Measuring Financial Risk
If you observe a financial risk management department in a financial institution, you may conclude that its main job is measuring risk. Indeed, that’s what most of its people are doing most of the time. Its main tangible output seems to be reports filled with measurements.
You may ask why a financial institution needs a risk department. After all, lots of departments – accounting, audit, financial control, and information technology (IT) – already measure things, and business units produce their own measurements and reports. What’s the point of one more set of measurements? Why not just have a few risk people to set risk policies and make risk decisions, and either fire the rest or move them into the existing measurement groups?
The answer is that all those other groups are measuring things that exist today, while the risk management department attempts to put useful measurements around what might happen tomorrow. Measuring tomorrow’s risk is a fundamentally different task, one that requires its own set of tools and skills. You can compare it to running a board of elections to count the votes cast in today’s election versus a pollster trying to guess who might win tomorrow’s election; or an official keeping score in a football match being played now versus a bookmaker setting a betting line for a future match.
When measuring things that exist today, the most important attributes of the measurement are generally accuracy and precision. Risk managers would like to have both accuracy and precision, but they’re difficult to come by when you’re looking at the uncertain future.
The first demand of risk managers is risk–sensitive measurements – measurements that reliably go up when risk increases and down when risk decreases. For example, suppose that you’re designing a measure of liquidity risk for a financial institution. Liquidity is an expansive concept and includes situations such as not having the cash to meet an investor redemption demand, not being able to sell an asset that no longer fits in your portfolio and not having the accurate market prices you need for legal and regulatory purposes for your assets.

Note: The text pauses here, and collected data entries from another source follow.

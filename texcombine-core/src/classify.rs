//! Texture name classification.
//!
//! A texture name such as `Rock_metal` splits into a texture-set name (`Rock`)
//! and a map type detected from configurable suffix lists.

use crate::channel::{ColorChannel, MapType};
use crate::config::Settings;

/// Separator between the texture-set name and the map suffix
pub const SEPARATOR: char = '_';

/// Derive the texture-set name by truncating at the last separator.
///
/// Names without a separator, or whose only separator is the first character,
/// are returned unchanged.
pub fn texture_set_name(name: &str) -> &str {
    match name.rfind(SEPARATOR) {
        Some(0) | None => name,
        Some(i) => &name[..i],
    }
}

/// Case-insensitive substring check against a suffix list. Empty suffixes never match.
fn contains_any(name_lower: &str, suffixes: &[String]) -> bool {
    suffixes
        .iter()
        .filter(|s| !s.is_empty())
        .any(|s| name_lower.contains(&s.to_lowercase()))
}

/// Classifies texture names into map types and output channels.
#[derive(Debug, Clone)]
pub struct Classifier<'a> {
    settings: &'a Settings,
}

impl<'a> Classifier<'a> {
    pub fn new(settings: &'a Settings) -> Self {
        Self { settings }
    }

    /// Detect the map type of a texture name. Metallic is checked first, then
    /// occlusion, then roughness; the first list with a match wins.
    pub fn map_type(&self, name: &str) -> Option<MapType> {
        let lower = name.to_lowercase();
        MapType::PRIORITY
            .into_iter()
            .find(|&map_type| contains_any(&lower, self.settings.suffixes(map_type)))
    }

    pub fn target_channel(&self, map_type: MapType) -> ColorChannel {
        self.settings.target_channel(map_type)
    }

    /// Map type and output channel in one step.
    pub fn classify(&self, name: &str) -> Option<(MapType, ColorChannel)> {
        let map_type = self.map_type(name)?;
        Some((map_type, self.target_channel(map_type)))
    }
}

So, no single number can capture all aspects of liquidity risk. However, you don’t want an 80-page report of numbers that no one will ever use. Your goal is to put together a set of metrics that are short, clear and simple enough to be useful but sophisticated enough to capture the full range of liquidity risks.
If your report is miscalibrated – giving twice as much attention to a relatively minor liquidity risk than to a major one or sounding alerts when safety margins are still adequate – it still can be very useful, especially compared to not having any systematic monitoring at all. It can also be improved. However, if your report doesn’t change in response to something that affects liquidity – if it isn’t risk sensitive to some factor – that factor becomes invisible, and invisible risks can kill.
The rule in risk measurement is to make sure that every relevant factor you can measure is included in a directionally correct way. This phrase means including some badly understood factors, factors that can’t be easily measured, factors that have a lot of measurement error, and factors that gum up the system because they’re available at non-standard times or in nonstandard formats.
IT people, auditors, compliance people and lawyers may well fight you on including all these factors because it makes their jobs harder. Other people may resist including all this data because they’re offended by messiness.
You often won’t be able to explain why the measures have changed or what to do to get them back to their old values. But a risk manager has to stand up for risk-sensitive measures, or he becomes an appearance-of-risk manager. A neat, consistent risk report that everyone loves is a report based on proxies, assumptions, exclusions, stale data, smoothing and other features that make important risks invisible.